- **DATA PROVIDED**
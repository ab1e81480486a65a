//! MongoDB backend implementation for doclink.
//!
//! This crate provides a MongoDB-based implementation of the `StoreBackend` trait,
//! enabling persistent document storage that executes the query builder's filters on the MongoDB query engine.
//! 
//! To use this backend, include the `mongodb` feature in your `Cargo.toml`:
//! 
//! ```toml
//! [dependencies]
//! doclink = { version = "x.y.z", features = ["mongodb"] }
//! ```
//!
//! # Features
//!
//! - **Persistent storage** - Data is persisted to MongoDB Atlas or self-hosted MongoDB
//! - **Full query support** - Leverages MongoDB's query engine for filtering and sorting
//! - **Async/await** - Fully asynchronous API built on MongoDB's async driver
//! - **Filter normalization** - Logical groups are rewritten into the array form MongoDB expects
//!
//! # Connection
//!
//! To use this backend, you need a MongoDB connection string. This can be provided
//! through the builder pattern, or taken from a [`StoreConfig`](doclink_core::config::StoreConfig)
//! with [`MongoDbStoreBuilder::from_config`].
//!
//! # Example
//!
//! ```ignore
//! use doclink::{backend::StoreBackendBuilder, mongodb::MongoDbStore, store::DocumentStore};
//!
//! #[tokio::main]
//! async fn main() -> Result<(), Box<dyn std::error::Error>> {
//!     let backend = MongoDbStore::builder("mongodb://localhost:27017", "my_database")
//!         .build()
//!         .await?;
//!     let store = DocumentStore::new(backend);
//!
//!     let count = store.query("users").count_all().await?;
//!
//!     Ok(())
//! }
//! ```

pub mod store;
pub(crate) mod query;

pub use store::{MongoDbCollection, MongoDbStore, MongoDbStoreBuilder};
/// Saves entities embedded in `value`, inside arrays and maps too, and returns
/// the stored form with each of them reduced to a reference.
fn save_embedded(value: &mut Value) -> BoxFuture<'_, DocumentStoreResult<Bson>> {
    async move {
        match value {
            Value::Entity(nested) => {
                nested.save().await?;
                Ok(Bson::from(nested.as_reference()))
            }
            Value::Array(items) => {
                let mut stored = Vec::with_capacity(items.len());

                for item in items.iter_mut() {
                    stored.push(save_embedded(item).await?);
                }

                Ok(Bson::Array(stored))
            }
            Value::Map(fields) => {
                let mut stored = Document::new();

                for (name, item) in fields.iter_mut() {
                    stored.insert(name.clone(), save_embedded(item).await?);
                }

                Ok(Bson::Document(stored))
            }
            other => Ok(other.to_bson()),
        }
    }
    .boxed()
}

/// Expands embedded entities at any depth into their field maps.
fn expand_embedded(value: &mut Value) -> BoxFuture<'_, DocumentStoreResult<Bson>> {
    async move {
        match value {
            Value::Entity(nested) => Ok(Bson::Document(nested.as_map(true).await?)),
            Value::Array(items) => {
                let mut expanded = Vec::with_capacity(items.len());

                for item in items.iter_mut() {
                    expanded.push(expand_embedded(item).await?);
                }

                Ok(Bson::Array(expanded))
            }
            Value::Map(fields) => {
                let mut expanded = Document::new();

                for (name, item) in fields.iter_mut() {
                    expanded.insert(name.clone(), expand_embedded(item).await?);
                }

                Ok(Bson::Document(expanded))
            }
            other => Ok(other.to_bson()),
        }
    }
    .boxed()
}

/// Reduces embedded entities at any depth to references. Identifiers generated
/// on the way are kept by the embedded entities.
fn reduce_embedded(value: &mut Value) -> Bson {
    match value {
        Value::Entity(nested) => nested.as_reference().into(),
        Value::Array(items) => Bson::Array(
            items
                .iter_mut()
                .map(reduce_embedded)
                .collect()
        ),
        Value::Map(fields) => Bson::Document(
            fields
                .iter_mut()
                .map(|(name, item)| (name.clone(), reduce_embedded(item)))
                .collect()
        ),
        other => other.to_bson(),
    }
}

impl PartialEq for Entity {
    /// Entities are equal when they belong to the same collection and hold the same fields.
    fn eq(&self, other: &Self) -> bool {
        self.collection == other.collection && self.fields == other.fields
    }
}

- **EXERCISE**
Your answer should be the lines above that contain the word "nested", copied out.

- **RESPONSE BELOW**
            Value::Entity(nested) => {
                nested.save().await?;
                Ok(Bson::from(nested.as_reference()))
            Value::Entity(nested) => Ok(Bson::Document(nested.as_map(true).await?)),
        Value::Entity(nested) => nested.as_reference().into(),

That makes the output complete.